» PROBLEM DETAILS: Below is a listing from which only part is wanted; return exactly the lines from the one with "direction: delta /" up to and including the one with "given thickness and balance".

» MATERIAL PROVIDED:
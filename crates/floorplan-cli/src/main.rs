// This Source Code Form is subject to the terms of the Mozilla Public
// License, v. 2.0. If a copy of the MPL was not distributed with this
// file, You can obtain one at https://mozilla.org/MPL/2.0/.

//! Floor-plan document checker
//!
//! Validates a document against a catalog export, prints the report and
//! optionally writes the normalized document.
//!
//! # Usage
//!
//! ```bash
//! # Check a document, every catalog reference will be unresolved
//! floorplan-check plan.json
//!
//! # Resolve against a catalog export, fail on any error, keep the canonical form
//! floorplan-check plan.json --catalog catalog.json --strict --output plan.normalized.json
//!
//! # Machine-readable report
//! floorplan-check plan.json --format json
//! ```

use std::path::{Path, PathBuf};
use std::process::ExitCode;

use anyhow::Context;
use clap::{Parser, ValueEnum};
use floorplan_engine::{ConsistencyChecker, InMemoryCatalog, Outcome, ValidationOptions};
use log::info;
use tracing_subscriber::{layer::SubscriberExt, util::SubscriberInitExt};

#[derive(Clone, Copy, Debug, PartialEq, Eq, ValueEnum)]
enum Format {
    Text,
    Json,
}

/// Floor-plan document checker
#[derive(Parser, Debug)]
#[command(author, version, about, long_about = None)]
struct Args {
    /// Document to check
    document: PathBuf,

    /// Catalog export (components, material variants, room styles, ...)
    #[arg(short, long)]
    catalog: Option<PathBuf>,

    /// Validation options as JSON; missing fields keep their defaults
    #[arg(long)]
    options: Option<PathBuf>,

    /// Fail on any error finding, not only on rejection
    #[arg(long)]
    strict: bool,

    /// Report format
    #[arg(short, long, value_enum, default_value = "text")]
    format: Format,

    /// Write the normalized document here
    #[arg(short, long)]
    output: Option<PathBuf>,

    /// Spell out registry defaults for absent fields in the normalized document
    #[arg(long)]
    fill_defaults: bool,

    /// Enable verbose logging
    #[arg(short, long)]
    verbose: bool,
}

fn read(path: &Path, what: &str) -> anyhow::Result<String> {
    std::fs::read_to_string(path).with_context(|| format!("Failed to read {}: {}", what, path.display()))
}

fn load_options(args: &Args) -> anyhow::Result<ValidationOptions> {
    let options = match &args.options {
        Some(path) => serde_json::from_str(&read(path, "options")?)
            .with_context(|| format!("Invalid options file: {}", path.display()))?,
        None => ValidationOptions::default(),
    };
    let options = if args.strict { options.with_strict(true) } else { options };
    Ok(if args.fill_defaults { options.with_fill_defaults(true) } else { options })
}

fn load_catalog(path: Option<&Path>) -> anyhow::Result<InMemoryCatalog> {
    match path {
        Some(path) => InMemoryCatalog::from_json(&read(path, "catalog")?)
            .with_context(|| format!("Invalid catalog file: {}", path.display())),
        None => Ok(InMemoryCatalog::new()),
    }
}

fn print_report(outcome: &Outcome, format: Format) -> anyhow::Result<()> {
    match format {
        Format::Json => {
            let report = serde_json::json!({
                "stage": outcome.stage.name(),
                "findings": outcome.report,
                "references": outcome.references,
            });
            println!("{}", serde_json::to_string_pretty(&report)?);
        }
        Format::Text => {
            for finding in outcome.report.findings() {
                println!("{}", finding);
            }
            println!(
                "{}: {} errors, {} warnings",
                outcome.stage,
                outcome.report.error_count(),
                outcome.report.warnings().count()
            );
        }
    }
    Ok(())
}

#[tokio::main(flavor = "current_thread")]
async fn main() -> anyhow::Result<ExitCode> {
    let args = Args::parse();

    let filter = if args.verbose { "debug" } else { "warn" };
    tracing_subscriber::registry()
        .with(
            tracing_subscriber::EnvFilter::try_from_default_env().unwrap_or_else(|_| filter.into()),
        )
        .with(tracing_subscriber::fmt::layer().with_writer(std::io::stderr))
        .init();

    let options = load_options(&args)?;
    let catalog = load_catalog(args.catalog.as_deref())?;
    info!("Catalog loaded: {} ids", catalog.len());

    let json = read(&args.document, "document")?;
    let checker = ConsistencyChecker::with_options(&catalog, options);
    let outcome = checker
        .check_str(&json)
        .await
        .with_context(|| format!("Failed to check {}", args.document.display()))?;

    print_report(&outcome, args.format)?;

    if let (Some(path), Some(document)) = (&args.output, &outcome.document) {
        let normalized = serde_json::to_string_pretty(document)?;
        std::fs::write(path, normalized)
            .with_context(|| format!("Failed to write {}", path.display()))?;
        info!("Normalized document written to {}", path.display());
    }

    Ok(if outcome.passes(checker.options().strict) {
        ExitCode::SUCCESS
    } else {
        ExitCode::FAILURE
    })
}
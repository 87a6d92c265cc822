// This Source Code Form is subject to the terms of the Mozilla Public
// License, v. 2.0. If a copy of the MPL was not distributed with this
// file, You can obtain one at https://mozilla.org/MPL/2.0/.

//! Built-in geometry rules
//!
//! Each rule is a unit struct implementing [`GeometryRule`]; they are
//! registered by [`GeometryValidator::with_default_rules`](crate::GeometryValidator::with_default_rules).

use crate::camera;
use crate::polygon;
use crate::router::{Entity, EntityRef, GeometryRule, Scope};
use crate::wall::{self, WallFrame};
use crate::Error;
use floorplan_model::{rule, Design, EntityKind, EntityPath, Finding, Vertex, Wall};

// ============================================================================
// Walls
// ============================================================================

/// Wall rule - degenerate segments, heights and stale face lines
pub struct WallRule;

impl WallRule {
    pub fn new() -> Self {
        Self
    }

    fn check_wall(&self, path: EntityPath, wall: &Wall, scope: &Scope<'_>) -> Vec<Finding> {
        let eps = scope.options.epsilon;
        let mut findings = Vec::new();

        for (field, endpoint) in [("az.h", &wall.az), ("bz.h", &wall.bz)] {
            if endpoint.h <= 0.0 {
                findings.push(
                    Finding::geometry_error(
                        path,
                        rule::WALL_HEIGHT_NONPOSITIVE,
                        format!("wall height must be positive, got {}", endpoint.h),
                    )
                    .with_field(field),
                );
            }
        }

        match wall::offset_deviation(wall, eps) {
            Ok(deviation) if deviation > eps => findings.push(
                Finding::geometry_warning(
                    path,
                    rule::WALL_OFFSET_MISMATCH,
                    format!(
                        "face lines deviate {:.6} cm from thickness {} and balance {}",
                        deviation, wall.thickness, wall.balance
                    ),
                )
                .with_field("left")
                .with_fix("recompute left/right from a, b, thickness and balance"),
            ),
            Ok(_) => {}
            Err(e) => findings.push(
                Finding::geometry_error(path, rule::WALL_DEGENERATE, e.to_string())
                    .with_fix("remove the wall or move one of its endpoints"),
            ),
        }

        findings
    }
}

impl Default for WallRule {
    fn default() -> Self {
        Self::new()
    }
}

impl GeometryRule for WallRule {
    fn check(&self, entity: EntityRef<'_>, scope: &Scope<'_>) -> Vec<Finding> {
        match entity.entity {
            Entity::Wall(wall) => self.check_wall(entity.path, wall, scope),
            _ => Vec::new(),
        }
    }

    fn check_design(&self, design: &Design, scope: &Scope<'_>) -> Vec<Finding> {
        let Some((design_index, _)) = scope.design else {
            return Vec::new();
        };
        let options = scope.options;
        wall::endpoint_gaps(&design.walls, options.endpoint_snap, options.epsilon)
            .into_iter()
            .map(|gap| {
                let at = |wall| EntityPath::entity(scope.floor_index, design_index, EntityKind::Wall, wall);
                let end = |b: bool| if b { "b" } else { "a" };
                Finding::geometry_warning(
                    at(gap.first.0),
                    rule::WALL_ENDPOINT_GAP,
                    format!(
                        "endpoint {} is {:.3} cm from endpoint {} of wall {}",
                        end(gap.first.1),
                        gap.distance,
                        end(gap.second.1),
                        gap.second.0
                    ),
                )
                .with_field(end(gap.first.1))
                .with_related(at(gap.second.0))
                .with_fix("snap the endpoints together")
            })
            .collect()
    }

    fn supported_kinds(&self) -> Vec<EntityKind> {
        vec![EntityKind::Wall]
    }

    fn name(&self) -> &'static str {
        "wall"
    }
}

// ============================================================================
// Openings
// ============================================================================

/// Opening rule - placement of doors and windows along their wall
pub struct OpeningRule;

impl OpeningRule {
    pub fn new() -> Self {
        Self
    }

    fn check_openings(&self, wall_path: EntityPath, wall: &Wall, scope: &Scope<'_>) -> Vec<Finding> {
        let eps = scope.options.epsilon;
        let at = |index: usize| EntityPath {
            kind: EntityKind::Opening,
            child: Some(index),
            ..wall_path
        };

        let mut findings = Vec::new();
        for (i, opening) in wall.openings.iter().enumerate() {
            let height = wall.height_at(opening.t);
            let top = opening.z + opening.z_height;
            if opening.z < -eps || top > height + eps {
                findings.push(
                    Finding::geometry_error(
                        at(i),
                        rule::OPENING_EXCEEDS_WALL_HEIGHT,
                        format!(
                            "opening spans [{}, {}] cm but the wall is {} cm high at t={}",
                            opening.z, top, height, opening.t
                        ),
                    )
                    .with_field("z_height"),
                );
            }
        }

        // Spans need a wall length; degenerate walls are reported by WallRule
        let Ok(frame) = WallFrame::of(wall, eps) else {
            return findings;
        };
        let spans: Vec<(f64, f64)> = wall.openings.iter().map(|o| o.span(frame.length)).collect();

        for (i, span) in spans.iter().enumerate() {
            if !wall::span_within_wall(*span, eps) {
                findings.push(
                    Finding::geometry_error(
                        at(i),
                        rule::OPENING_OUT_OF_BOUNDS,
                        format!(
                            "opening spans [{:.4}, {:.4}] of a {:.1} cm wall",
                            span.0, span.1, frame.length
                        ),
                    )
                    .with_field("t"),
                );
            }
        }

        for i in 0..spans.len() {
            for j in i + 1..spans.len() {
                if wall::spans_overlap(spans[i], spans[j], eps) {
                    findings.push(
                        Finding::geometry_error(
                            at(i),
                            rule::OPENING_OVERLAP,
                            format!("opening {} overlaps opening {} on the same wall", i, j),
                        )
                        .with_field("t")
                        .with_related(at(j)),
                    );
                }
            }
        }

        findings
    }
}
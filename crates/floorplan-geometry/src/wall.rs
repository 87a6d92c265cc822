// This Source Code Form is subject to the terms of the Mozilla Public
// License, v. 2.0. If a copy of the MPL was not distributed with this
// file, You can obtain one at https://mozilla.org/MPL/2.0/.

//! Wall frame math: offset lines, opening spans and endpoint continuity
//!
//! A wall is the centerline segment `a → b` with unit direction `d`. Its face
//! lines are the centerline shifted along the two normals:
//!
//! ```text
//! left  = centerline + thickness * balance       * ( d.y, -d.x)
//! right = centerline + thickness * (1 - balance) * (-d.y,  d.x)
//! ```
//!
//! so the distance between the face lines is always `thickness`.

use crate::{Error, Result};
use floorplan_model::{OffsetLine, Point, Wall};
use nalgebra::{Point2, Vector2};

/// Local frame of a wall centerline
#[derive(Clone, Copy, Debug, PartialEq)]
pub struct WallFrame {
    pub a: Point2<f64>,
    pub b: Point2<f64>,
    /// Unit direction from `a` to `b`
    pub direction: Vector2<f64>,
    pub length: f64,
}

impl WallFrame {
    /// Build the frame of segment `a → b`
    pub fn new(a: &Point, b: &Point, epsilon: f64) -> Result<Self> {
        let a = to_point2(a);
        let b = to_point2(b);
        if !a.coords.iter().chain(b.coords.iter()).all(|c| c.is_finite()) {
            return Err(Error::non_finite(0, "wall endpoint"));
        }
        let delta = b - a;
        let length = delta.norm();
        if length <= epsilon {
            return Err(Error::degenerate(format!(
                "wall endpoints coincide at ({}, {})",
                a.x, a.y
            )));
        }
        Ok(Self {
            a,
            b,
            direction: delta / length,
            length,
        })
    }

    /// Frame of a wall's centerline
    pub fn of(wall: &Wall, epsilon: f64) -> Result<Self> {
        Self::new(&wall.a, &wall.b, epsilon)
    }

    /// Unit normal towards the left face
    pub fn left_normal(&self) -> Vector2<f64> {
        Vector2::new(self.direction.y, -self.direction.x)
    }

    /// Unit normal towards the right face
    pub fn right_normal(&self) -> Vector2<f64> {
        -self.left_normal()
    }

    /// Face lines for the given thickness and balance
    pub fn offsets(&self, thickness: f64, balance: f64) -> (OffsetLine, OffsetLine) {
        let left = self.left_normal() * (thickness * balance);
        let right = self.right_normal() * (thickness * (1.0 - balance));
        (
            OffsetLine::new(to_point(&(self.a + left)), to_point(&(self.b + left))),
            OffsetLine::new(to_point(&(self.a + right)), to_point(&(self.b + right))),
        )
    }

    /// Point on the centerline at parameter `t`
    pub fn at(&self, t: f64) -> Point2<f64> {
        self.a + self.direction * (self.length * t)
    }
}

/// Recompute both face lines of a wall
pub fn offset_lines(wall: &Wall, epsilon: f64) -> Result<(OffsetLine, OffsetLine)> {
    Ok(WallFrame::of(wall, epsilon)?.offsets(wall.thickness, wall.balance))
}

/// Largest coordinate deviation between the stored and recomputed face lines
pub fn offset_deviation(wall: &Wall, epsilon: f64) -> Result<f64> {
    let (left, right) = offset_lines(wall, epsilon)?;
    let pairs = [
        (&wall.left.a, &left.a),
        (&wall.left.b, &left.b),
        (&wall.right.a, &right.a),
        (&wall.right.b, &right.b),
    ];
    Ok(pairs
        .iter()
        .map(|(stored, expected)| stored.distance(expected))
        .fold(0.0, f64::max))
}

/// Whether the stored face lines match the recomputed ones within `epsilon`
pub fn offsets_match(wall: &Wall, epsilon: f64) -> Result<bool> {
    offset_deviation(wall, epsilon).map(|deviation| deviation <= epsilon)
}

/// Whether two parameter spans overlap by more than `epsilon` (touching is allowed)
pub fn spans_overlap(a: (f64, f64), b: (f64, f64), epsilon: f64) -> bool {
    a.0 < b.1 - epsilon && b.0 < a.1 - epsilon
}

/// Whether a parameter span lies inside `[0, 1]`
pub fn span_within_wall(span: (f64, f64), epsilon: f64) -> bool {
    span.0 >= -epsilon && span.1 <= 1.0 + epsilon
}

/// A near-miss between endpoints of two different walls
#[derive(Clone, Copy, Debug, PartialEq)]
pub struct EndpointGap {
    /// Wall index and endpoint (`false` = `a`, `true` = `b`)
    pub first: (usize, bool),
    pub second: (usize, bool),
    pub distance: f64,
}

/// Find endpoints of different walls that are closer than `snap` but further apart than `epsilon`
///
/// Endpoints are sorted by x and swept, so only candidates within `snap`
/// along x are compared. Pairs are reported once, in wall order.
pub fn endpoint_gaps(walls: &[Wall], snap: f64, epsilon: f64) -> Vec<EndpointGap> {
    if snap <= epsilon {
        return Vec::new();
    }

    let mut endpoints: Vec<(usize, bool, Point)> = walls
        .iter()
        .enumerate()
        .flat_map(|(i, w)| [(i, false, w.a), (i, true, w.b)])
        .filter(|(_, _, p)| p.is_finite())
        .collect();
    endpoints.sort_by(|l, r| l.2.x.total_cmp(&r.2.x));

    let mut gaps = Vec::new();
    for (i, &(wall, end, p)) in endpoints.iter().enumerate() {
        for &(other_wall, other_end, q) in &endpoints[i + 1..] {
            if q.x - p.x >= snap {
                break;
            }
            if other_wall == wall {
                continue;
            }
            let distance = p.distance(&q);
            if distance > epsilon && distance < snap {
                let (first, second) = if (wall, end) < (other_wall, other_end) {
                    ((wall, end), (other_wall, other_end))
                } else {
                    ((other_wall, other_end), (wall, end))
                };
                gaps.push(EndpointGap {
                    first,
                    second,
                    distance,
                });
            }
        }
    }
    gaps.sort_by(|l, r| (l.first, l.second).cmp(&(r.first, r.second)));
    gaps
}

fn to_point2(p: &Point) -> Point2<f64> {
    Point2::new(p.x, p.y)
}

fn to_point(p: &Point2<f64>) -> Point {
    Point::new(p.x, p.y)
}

» WRITTEN ANSWER:
            direction: delta / length,
            length,
        })
    }

    /// Frame of a wall's centerline
    pub fn of(wall: &Wall, epsilon: f64) -> Result<Self> {
        Self::new(&wall.a, &wall.b, epsilon)
    }

    /// Unit normal towards the left face
    pub fn left_normal(&self) -> Vector2<f64> {
        Vector2::new(self.direction.y, -self.direction.x)
    }

    /// Unit normal towards the right face
    pub fn right_normal(&self) -> Vector2<f64> {
        -self.left_normal()
    }

    /// Face lines for the given thickness and balance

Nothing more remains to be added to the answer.